Reproduce the following records exactly from the line containing "use std::io;" onward, ending with the last line and including it.

§ Data supplied
▽
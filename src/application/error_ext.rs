//! Error conversion helpers for file I/O
//!
//! Provides an extension trait that attaches the action and path to I/O errors.

use std::io;
use std::path::Path;

use crate::application::{ApplicationError, ApplicationResult};

/// Extension trait for converting `io::Result` to `ApplicationResult` with context.
pub trait IoResultExt<T> {
    /// Add path context to an I/O error.
    ///
    /// # Example
    /// ```ignore
    /// fs.read_to_string(&input)
    ///     .with_path_context("read proof", &input)?;
    /// ```
    fn with_path_context(self, action: &str, path: &Path) -> ApplicationResult<T>;
}

impl<T> IoResultExt<T> for io::Result<T> {
    fn with_path_context(self, action: &str, path: &Path) -> ApplicationResult<T> {
        self.map_err(|e| ApplicationError::OperationFailed {
            context: format!("{} {}", action, path.display()),
            source: Box::new(e),
        })
    }
}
△
§ Written answer
use std::io;
use std::path::Path;

use crate::application::{ApplicationError, ApplicationResult};

/// Extension trait for converting `io::Result` to `ApplicationResult` with context.
pub trait IoResultExt<T> {
    /// Add path context to an I/O error.
    ///
    /// # Example
    /// ```ignore
    /// fs.read_to_string(&input)
    ///     .with_path_context("read proof", &input)?;
    /// ```
    fn with_path_context(self, action: &str, path: &Path) -> ApplicationResult<T>;
}

impl<T> IoResultExt<T> for io::Result<T> {
    fn with_path_context(self, action: &str, path: &Path) -> ApplicationResult<T> {
        self.map_err(|e| ApplicationError::OperationFailed {
            context: format!("{} {}", action, path.display()),
            source: Box::new(e),
        })
    }
}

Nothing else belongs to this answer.